* TASK GOAL
How many lines below hold "layer"? Answer with only the number.
══ INPUT DATA
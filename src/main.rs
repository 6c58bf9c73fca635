use std::net::SocketAddr;
use std::sync::Arc;

use anyhow::Context;
use sqlx::postgres::PgPoolOptions;
use tracing_subscriber::{layer::SubscriberExt, util::SubscriberInitExt};

use rentflow_backend::{
    build_router,
    config::{Config, StorageBackend},
    store::{MemoryStore, PgStore, Store},
    AppState,
};

#[tokio::main]
async fn main() -> anyhow::Result<()> {
    // Загружаем .env файл
    dotenvy::dotenv().ok();

    // Инициализируем логирование
    tracing_subscriber::registry()
        .with(
            tracing_subscriber::EnvFilter::try_from_default_env()
                .unwrap_or_else(|_| "rentflow_backend=debug,tower_http=debug".into()),
        )
        .with(tracing_subscriber::fmt::layer())
        .init();

    let config = Config::from_env().context("Failed to load configuration")?;

    tracing::info!("Starting RentFlow Backend...");

    let store = connect_store(&config).await?;
    let state = AppState::new(store, config.clone());
    let app = build_router(state);

    let ip: std::net::IpAddr = config
        .host
        .parse()
        .with_context(|| format!("Invalid HOST value: {}", config.host))?;
    let addr = SocketAddr::new(ip, config.port);
    tracing::info!("Server running on http://{}", addr);

    let listener = tokio::net::TcpListener::bind(addr).await?;
    axum::serve(listener, app).await?;

    Ok(())
}

async fn connect_store(config: &Config) -> anyhow::Result<Arc<dyn Store>> {
    match config.storage_backend {
        StorageBackend::Memory => {
            tracing::warn!("Using in-memory storage, data is lost on restart");
            Ok(Arc::new(MemoryStore::new()))
        }
        StorageBackend::Postgres => {
            let database_url = config
                .database_url
                .as_deref()
                .context("DATABASE_URL is required for postgres storage")?;

            tracing::info!("Connecting to database...");
            let pool = PgPoolOptions::new()
                .max_connections(config.db_max_connections)
                .connect(database_url)
                .await
                .context("Failed to connect to database")?;
            tracing::info!("Connected to database successfully");

            tracing::info!("Running database migrations...");
            sqlx::migrate!("./migrations")
                .run(&pool)
                .await
                .context("Failed to run migrations")?;
            tracing::info!("Migrations completed");

            Ok(Arc::new(PgStore::new(pool)))
        }
    }
}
════
* EXERCISE ANSWER
2